:: Supplied material ::

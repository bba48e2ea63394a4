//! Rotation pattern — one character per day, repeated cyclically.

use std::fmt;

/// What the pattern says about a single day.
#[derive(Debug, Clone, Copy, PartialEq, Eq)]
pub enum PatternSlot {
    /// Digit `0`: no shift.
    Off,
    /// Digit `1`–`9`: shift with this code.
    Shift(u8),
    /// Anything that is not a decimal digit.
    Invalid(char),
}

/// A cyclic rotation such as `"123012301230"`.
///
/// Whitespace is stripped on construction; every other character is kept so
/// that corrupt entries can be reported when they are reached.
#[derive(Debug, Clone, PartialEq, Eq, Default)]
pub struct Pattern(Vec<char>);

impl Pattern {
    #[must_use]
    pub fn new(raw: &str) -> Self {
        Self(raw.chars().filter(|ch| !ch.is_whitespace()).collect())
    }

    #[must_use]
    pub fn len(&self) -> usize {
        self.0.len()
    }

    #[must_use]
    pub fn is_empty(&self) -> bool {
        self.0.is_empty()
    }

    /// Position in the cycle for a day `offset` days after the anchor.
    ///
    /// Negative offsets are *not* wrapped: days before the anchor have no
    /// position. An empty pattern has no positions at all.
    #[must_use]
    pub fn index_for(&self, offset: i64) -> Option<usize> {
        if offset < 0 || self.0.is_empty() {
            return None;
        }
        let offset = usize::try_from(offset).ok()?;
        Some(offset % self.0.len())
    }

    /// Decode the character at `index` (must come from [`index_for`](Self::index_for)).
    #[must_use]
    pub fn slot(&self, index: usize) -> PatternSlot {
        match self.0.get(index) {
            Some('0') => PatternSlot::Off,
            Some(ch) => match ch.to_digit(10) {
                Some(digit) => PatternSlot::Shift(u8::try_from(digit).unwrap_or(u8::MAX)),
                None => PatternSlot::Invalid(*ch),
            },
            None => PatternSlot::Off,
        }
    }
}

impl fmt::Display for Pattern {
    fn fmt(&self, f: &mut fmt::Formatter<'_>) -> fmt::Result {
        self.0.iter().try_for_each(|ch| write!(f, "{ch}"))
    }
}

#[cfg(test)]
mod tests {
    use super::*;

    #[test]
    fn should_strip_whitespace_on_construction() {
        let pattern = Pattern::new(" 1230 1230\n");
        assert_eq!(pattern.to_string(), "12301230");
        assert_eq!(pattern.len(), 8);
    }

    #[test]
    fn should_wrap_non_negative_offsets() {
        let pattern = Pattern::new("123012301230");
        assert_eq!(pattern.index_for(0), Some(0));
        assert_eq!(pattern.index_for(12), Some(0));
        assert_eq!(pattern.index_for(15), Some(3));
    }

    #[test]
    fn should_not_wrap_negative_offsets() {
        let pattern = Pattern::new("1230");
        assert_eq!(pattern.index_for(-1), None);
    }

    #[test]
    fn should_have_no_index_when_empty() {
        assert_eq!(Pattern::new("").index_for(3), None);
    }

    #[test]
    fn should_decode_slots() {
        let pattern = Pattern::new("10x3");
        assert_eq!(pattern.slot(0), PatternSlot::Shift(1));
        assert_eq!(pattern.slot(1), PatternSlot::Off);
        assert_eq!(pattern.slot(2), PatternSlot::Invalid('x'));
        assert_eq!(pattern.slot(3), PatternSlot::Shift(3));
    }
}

:::

Assignment: Check each line of the material for the string "PartialEq" and state how many lines contain it, with only the number as the answer.

Result for this task: 2